My stance on this film has always been that you’d have to pay me to witness it even via Netflix, or at least provide me with copious amounts of booze and friends to distrct me from it, but that doesn’t mean I can’t get some indirect enjoyment from Transformers: Revenge of the Fallen. That comes in with all the critics seemingly getting a kick out of decimating it.
“Transformers: Revenge of the Fallen” is a horrible experience of unbearable length, briefly punctuated by three or four amusing moments. One of these involves a dog-like robot humping the leg of the heroine. Such are the meager joys.
And make no mistake: Mr. Bay is an auteur. His signature adorns every image in his movies, as conspicuously as that of Lars von Trier, and every single one is inscribed with a specific worldview and moral sensibility. Mr. Bay’s subject — overwhelming violent conquest — is as blatant and consistent as his cluttered mise-en-scène. His images, particularly during the frequent action sequences, can be difficult to visually track, but they are also consistently disjointed. (And proudly self-referential: the only director he overtly cites is himself, with a shot of the poster for his movie “Bad Boys II.”) The French filmmaker Jacques Rivette once described an auteur as someone who speaks in the first person. Mr. Bay prefers to shout.

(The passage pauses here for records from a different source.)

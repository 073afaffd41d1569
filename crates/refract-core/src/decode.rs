//! Percent-decoding of incoming prompts.
//!
//! Prompts usually arrive straight from a URL path, so `a%20cat` and `a+cat`
//! both mean "a cat". Decoding is strict: a stray `%` or bytes that are not
//! UTF-8 are reported so the caller can fall back to the raw text.

use crate::error::{EnhanceError, EnhanceResult};
use percent_encoding::percent_decode_str;

/// Decode a form/URL-encoded prompt.
pub fn decode_prompt(raw: &str) -> EnhanceResult<String> {
    let spaced = raw.replace('+', " ");
    validate_escapes(&spaced)?;
    percent_decode_str(&spaced)
        .decode_utf8()
        .map(|decoded| decoded.into_owned())
        .map_err(|e| EnhanceError::Decode {
            message: format!("decoded bytes are not valid UTF-8: {e}"),
        })
}

/// Decode `raw`, logging and returning it unchanged if it is malformed.
pub fn decode_prompt_lossy(raw: &str) -> String {
    match decode_prompt(raw) {
        Ok(decoded) => decoded,
        Err(e) => {
            tracing::warn!(target: "refract::error", "Error decoding prompt: {e}");
            raw.to_string()
        }
    }
}

// `percent_decode_str` passes malformed escapes through silently.
fn validate_escapes(text: &str) -> EnhanceResult<()> {
    let bytes = text.as_bytes();
    for (i, _) in text.match_indices('%') {
        let valid = matches!(
            (bytes.get(i + 1), bytes.get(i + 2)),
            (Some(hi), Some(lo)) if hi.is_ascii_hexdigit() && lo.is_ascii_hexdigit()
        );
        if !valid {
            return Err(EnhanceError::Decode {
                message: format!("invalid escape at byte {i}"),
            });
        }
    }
    Ok(())
}
//! Logging initialization.
//!
//! The library logs through `tracing` on three targets: `refract::error` for
//! fallbacks, `refract::trace` for pipeline steps and cache keys, and
//! `refract::perf` for remote call timing. This module installs the
//! subscriber that renders them.

use tracing_subscriber::{fmt, prelude::*, EnvFilter};

/// Resolved logging settings.
#[derive(Debug, Clone, PartialEq, Eq)]
pub struct LogSettings {
    /// Default filter directive when RUST_LOG is unset
    pub level: String,
    /// Emit JSON lines instead of human-readable output
    pub json: bool,
}

impl LogSettings {
    /// Merge the `[logging]` config section with CLI flags.
    ///
    /// `--verbose` raises the level to debug unless config already asks for
    /// trace; `--json-logs` forces JSON regardless of config.
    pub fn resolve(config: &refract_core::Config, verbose: bool, json_logs: bool) -> Self {
        let configured = config.logging.level.to_lowercase();
        let level = if verbose && configured != "trace" {
            "debug".to_string()
        } else {
            configured
        };
        Self {
            level,
            json: json_logs || config.logging.format == "json",
        }
    }
}

/// Install the global subscriber. Output goes to stderr; stdout carries the
/// enhanced prompt so it can be piped.
pub fn init(settings: &LogSettings) {
    let filter = EnvFilter::try_from_default_env()
        .unwrap_or_else(|_| EnvFilter::new(&settings.level));

    let registry = tracing_subscriber::registry().with(filter);
    if settings.json {
        registry
            .with(fmt::layer().json().with_writer(std::io::stderr))
            .init();
    } else {
        registry
            .with(
                fmt::layer()
                    .with_target(settings.level == "trace")
                    .with_writer(std::io::stderr)
                    .with_ansi(true),
            )
            .init();
    }
}

/// Initialize logging from config with CLI overrides.
pub fn init_from_config(config: &refract_core::Config, verbose: bool, json_logs: bool) {
    init(&LogSettings::resolve(config, verbose, json_logs));
}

Bay has a great love of flashy effects, stroboscopic editing and loud crashes; he famously calls his cinematic technique “fucking the frame”. That phrase might be brutal, but it’s accurate. And there’s no doubt about it: he really has given the frame a right old seeing-to this time. Bay has turned up at the frame’s flat with some unguent massage oils, scented candles and a hundredweight of Viagra. It isn’t long before the headboard of the frame’s bed is crashing repeatedly against the wall, while the frame gazes up at the ceiling … and I think the frame is faking it.
And we hadn’t even gotten to the point where it became obvious that no one involved in the film cared enough to craft even the most rudimentary of stories or to be concerned about even the most simple of continuity: at one point the characters walk out of the back door of the Smithsonian Air and Space Museum in Washington DC and end up blatantly in Arizona at the Sorona Desert Airplane Graveyard. It’s a breathtaking moment of not giving a shit, one that gives you an idea of how little thought and care went into the construction of the film.